_TASK DESCRIPTION:_ Every record must come back exactly as given.

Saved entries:
┄┄┄┄┄┄┄┄┄┄

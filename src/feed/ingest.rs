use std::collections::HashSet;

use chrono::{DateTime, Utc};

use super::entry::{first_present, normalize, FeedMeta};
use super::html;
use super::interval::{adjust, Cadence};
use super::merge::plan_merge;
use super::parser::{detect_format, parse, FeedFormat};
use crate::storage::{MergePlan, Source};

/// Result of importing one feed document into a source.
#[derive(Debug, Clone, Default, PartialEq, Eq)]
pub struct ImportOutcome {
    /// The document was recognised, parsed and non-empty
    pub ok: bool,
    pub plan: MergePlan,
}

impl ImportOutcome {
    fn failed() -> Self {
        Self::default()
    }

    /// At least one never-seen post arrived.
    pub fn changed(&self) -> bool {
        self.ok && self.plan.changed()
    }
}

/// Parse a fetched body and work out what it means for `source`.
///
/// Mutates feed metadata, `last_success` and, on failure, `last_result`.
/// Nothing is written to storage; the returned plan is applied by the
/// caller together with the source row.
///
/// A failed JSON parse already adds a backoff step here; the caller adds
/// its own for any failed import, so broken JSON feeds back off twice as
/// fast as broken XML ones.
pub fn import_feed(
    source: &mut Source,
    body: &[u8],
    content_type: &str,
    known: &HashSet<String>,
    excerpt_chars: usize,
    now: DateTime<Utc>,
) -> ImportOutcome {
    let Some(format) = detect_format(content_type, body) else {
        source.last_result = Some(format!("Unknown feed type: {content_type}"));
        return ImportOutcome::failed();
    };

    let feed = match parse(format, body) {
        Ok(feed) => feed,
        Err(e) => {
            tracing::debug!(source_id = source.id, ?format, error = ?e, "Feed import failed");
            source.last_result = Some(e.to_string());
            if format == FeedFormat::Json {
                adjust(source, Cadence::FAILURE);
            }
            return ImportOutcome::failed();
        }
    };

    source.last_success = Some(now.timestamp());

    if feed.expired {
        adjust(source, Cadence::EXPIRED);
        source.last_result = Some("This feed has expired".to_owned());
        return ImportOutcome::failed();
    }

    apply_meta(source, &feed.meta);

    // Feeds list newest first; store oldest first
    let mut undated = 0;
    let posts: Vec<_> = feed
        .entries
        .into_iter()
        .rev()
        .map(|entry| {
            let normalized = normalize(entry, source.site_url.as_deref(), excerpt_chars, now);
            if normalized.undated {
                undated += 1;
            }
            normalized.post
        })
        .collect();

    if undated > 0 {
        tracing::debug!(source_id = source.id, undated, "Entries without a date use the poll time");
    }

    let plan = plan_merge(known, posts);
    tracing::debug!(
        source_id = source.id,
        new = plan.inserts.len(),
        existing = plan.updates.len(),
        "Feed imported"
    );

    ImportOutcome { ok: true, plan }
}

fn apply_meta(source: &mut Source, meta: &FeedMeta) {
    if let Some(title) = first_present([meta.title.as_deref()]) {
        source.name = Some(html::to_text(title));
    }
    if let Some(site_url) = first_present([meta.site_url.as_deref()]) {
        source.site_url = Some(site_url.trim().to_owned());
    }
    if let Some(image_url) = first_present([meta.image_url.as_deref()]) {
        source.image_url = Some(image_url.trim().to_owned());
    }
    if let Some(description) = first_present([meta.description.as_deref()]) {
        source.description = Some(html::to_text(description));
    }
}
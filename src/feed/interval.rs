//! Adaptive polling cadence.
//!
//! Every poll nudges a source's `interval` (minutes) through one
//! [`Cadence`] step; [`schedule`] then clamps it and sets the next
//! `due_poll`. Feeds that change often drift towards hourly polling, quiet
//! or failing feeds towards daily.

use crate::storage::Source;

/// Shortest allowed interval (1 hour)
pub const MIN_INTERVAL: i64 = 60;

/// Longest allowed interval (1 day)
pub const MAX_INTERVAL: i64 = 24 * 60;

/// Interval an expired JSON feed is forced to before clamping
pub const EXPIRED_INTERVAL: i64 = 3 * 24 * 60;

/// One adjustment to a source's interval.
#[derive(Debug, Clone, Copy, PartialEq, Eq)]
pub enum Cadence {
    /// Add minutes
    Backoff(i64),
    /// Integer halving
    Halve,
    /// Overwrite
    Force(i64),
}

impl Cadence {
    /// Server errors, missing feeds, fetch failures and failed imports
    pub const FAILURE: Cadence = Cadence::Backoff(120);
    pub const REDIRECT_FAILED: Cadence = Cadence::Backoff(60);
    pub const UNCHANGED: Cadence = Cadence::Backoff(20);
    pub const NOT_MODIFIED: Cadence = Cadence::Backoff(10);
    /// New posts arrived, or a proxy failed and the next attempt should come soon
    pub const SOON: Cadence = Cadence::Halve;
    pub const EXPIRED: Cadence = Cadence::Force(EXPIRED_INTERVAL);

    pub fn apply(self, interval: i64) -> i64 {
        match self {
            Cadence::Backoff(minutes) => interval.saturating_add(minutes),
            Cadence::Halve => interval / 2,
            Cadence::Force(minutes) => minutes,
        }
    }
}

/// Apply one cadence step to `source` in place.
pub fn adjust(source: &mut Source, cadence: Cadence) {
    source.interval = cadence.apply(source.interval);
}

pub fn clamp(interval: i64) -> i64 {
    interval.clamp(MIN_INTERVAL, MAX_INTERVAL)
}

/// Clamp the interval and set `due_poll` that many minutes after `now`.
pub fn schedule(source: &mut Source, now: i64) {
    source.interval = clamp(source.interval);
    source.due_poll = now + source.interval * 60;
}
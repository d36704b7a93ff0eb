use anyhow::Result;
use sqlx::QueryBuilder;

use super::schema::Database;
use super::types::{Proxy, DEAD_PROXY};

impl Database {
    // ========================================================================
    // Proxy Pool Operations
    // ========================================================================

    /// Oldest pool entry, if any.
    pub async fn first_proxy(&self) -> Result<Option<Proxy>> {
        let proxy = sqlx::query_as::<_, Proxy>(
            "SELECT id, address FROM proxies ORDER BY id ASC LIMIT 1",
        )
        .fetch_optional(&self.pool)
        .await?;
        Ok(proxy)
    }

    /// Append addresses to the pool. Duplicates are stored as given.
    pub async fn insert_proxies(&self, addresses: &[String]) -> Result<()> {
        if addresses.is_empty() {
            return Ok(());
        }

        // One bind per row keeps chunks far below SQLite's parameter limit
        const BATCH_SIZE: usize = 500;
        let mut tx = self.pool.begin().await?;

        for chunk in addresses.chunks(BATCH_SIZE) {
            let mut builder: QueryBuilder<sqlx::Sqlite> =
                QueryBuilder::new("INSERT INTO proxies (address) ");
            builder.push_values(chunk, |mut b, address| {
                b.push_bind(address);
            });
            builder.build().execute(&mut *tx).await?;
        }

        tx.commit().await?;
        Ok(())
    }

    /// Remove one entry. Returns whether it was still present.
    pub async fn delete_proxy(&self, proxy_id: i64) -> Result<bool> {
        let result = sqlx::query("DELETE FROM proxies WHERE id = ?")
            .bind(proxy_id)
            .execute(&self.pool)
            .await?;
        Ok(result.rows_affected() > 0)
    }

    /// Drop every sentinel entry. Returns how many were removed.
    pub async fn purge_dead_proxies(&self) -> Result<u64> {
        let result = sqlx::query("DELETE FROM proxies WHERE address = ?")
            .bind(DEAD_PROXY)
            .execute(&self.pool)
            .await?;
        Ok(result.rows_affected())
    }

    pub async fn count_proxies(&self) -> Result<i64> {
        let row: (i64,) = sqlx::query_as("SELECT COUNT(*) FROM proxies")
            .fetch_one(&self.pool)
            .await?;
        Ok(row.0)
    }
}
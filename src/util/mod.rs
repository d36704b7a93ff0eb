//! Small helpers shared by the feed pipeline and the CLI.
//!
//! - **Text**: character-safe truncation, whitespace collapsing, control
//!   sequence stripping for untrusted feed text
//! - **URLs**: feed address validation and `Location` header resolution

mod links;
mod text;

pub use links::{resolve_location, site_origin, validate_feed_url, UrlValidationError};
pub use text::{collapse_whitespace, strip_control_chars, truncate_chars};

┄┄┄┄┄┄┄┄┄┄

_OUTPUT FOR THIS EXERCISE:_
filename src/feed/ingest.rs
use std::collections::HashSet;

use chrono::{DateTime, Utc};

use super::entry::{first_present, normalize, FeedMeta};
use super::html;
use super::interval::{adjust, Cadence};
use super::merge::plan_merge;
use super::parser::{detect_format, parse, FeedFormat};
use crate::storage::{MergePlan, Source};

/// Result of importing one feed document into a source.
#[derive(Debug, Clone, Default, PartialEq, Eq)]
pub struct ImportOutcome {
    /// The document was recognised, parsed and non-empty
    pub ok: bool,
    pub plan: MergePlan,
}

impl ImportOutcome {
    fn failed() -> Self {
        Self::default()
    }

    /// At least one never-seen post arrived.
    pub fn changed(&self) -> bool {
        self.ok && self.plan.changed()
    }
}

/// Parse a fetched body and work out what it means for `source`.
///
/// Mutates feed metadata, `last_success` and, on failure, `last_result`.
/// Nothing is written to storage; the returned plan is applied by the
/// caller together with the source row.
///
/// A failed JSON parse already adds a backoff step here; the caller adds
/// its own for any failed import, so broken JSON feeds back off twice as
/// fast as broken XML ones.
pub fn import_feed(
    source: &mut Source,
    body: &[u8],
    content_type: &str,
    known: &HashSet<String>,
    excerpt_chars: usize,
    now: DateTime<Utc>,
) -> ImportOutcome {
    let Some(format) = detect_format(content_type, body) else {
        source.last_result = Some(format!("Unknown feed type: {content_type}"));
        return ImportOutcome::failed();
    };

    let feed = match parse(format, body) {
        Ok(feed) => feed,
        Err(e) => {
            tracing::debug!(source_id = source.id, ?format, error = ?e, "Feed import failed");
            source.last_result = Some(e.to_string());
            if format == FeedFormat::Json {
                adjust(source, Cadence::FAILURE);
            }
            return ImportOutcome::failed();
        }
    };

    source.last_success = Some(now.timestamp());

    if feed.expired {
        adjust(source, Cadence::EXPIRED);
        source.last_result = Some("This feed has expired".to_owned());
        return ImportOutcome::failed();
    }

    apply_meta(source, &feed.meta);

    // Feeds list newest first; store oldest first
    let mut undated = 0;
    let posts: Vec<_> = feed
        .entries
        .into_iter()
        .rev()
        .map(|entry| {
            let normalized = normalize(entry, source.site_url.as_deref(), excerpt_chars, now);
            if normalized.undated {
                undated += 1;
            }
            normalized.post
        })
        .collect();

    if undated > 0 {
        tracing::debug!(source_id = source.id, undated, "Entries without a date use the poll time");
    }

    let plan = plan_merge(known, posts);
    tracing::debug!(
        source_id = source.id,
        new = plan.inserts.len(),
        existing = plan.updates.len(),
        "Feed imported"
    );

    ImportOutcome { ok: true, plan }
}

fn apply_meta(source: &mut Source, meta: &FeedMeta) {
    if let Some(title) = first_present([meta.title.as_deref()]) {
        source.name = Some(html::to_text(title));
    }
    if let Some(site_url) = first_present([meta.site_url.as_deref()]) {
        source.site_url = Some(site_url.trim().to_owned());
    }
    if let Some(image_url) = first_present([meta.image_url.as_deref()]) {
        source.image_url = Some(image_url.trim().to_owned());
    }
    if let Some(description) = first_present([meta.description.as_deref()]) {
        source.description = Some(html::to_text(description));
    }
}
filename src/feed/interval.rs
//! Adaptive polling cadence.
//!
//! Every poll nudges a source's `interval` (minutes) through one
//! [`Cadence`] step; [`schedule`] then clamps it and sets the next
//! `due_poll`. Feeds that change often drift towards hourly polling, quiet
//! or failing feeds towards daily.

use crate::storage::Source;

/// Shortest allowed interval (1 hour)
pub const MIN_INTERVAL: i64 = 60;

/// Longest allowed interval (1 day)
pub const MAX_INTERVAL: i64 = 24 * 60;

/// Interval an expired JSON feed is forced to before clamping
pub const EXPIRED_INTERVAL: i64 = 3 * 24 * 60;

/// One adjustment to a source's interval.
#[derive(Debug, Clone, Copy, PartialEq, Eq)]
pub enum Cadence {
    /// Add minutes
    Backoff(i64),
    /// Integer halving
    Halve,
    /// Overwrite
    Force(i64),
}

impl Cadence {
    /// Server errors, missing feeds, fetch failures and failed imports
    pub const FAILURE: Cadence = Cadence::Backoff(120);
    pub const REDIRECT_FAILED: Cadence = Cadence::Backoff(60);
    pub const UNCHANGED: Cadence = Cadence::Backoff(20);
    pub const NOT_MODIFIED: Cadence = Cadence::Backoff(10);
    /// New posts arrived, or a proxy failed and the next attempt should come soon
    pub const SOON: Cadence = Cadence::Halve;
    pub const EXPIRED: Cadence = Cadence::Force(EXPIRED_INTERVAL);

    pub fn apply(self, interval: i64) -> i64 {
        match self {
            Cadence::Backoff(minutes) => interval.saturating_add(minutes),
            Cadence::Halve => interval / 2,
            Cadence::Force(minutes) => minutes,
        }
    }
}

/// Apply one cadence step to `source` in place.
pub fn adjust(source: &mut Source, cadence: Cadence) {
    source.interval = cadence.apply(source.interval);
}

pub fn clamp(interval: i64) -> i64 {
    interval.clamp(MIN_INTERVAL, MAX_INTERVAL)
}

/// Clamp the interval and set `due_poll` that many minutes after `now`.
pub fn schedule(source: &mut Source, now: i64) {
    source.interval = clamp(source.interval);
    source.due_poll = now + source.interval * 60;
}
repository d36704b7a93ff0eb
use anyhow::Result;
use sqlx::QueryBuilder;

use super::schema::Database;
use super::types::{Proxy, DEAD_PROXY};

impl Database {
    // ========================================================================
    // Proxy Pool Operations
    // ========================================================================

    /// Oldest pool entry, if any.
    pub async fn first_proxy(&self) -> Result<Option<Proxy>> {
        let proxy = sqlx::query_as::<_, Proxy>(
            "SELECT id, address FROM proxies ORDER BY id ASC LIMIT 1",
        )
        .fetch_optional(&self.pool)
        .await?;
        Ok(proxy)
    }

    /// Append addresses to the pool. Duplicates are stored as given.
    pub async fn insert_proxies(&self, addresses: &[String]) -> Result<()> {
        if addresses.is_empty() {
            return Ok(());
        }

        // One bind per row keeps chunks far below SQLite's parameter limit
        const BATCH_SIZE: usize = 500;
        let mut tx = self.pool.begin().await?;

        for chunk in addresses.chunks(BATCH_SIZE) {
            let mut builder: QueryBuilder<sqlx::Sqlite> =
                QueryBuilder::new("INSERT INTO proxies (address) ");
            builder.push_values(chunk, |mut b, address| {
                b.push_bind(address);
            });
            builder.build().execute(&mut *tx).await?;
        }

        tx.commit().await?;
        Ok(())
    }

    /// Remove one entry. Returns whether it was still present.
    pub async fn delete_proxy(&self, proxy_id: i64) -> Result<bool> {
        let result = sqlx::query("DELETE FROM proxies WHERE id = ?")
            .bind(proxy_id)
            .execute(&self.pool)
            .await?;
        Ok(result.rows_affected() > 0)
    }

    /// Drop every sentinel entry. Returns how many were removed.
    pub async fn purge_dead_proxies(&self) -> Result<u64> {
        let result = sqlx::query("DELETE FROM proxies WHERE address = ?")
            .bind(DEAD_PROXY)
            .execute(&self.pool)
            .await?;
        Ok(result.rows_affected())
    }

    pub async fn count_proxies(&self) -> Result<i64> {
        let row: (i64,) = sqlx::query_as("SELECT COUNT(*) FROM proxies")
            .fetch_one(&self.pool)
            .await?;
        Ok(row.0)
    }
}
filename src/util/mod.rs
repository d36704b7a93ff0eb
//! Small helpers shared by the feed pipeline and the CLI.
//!
//! - **Text**: character-safe truncation, whitespace collapsing, control
//!   sequence stripping for untrusted feed text
//! - **URLs**: feed address validation and `Location` header resolution

mod links;
mod text;

pub use links::{resolve_location, site_origin, validate_feed_url, UrlValidationError};
pub use text::{collapse_whitespace, strip_control_chars, truncate_chars};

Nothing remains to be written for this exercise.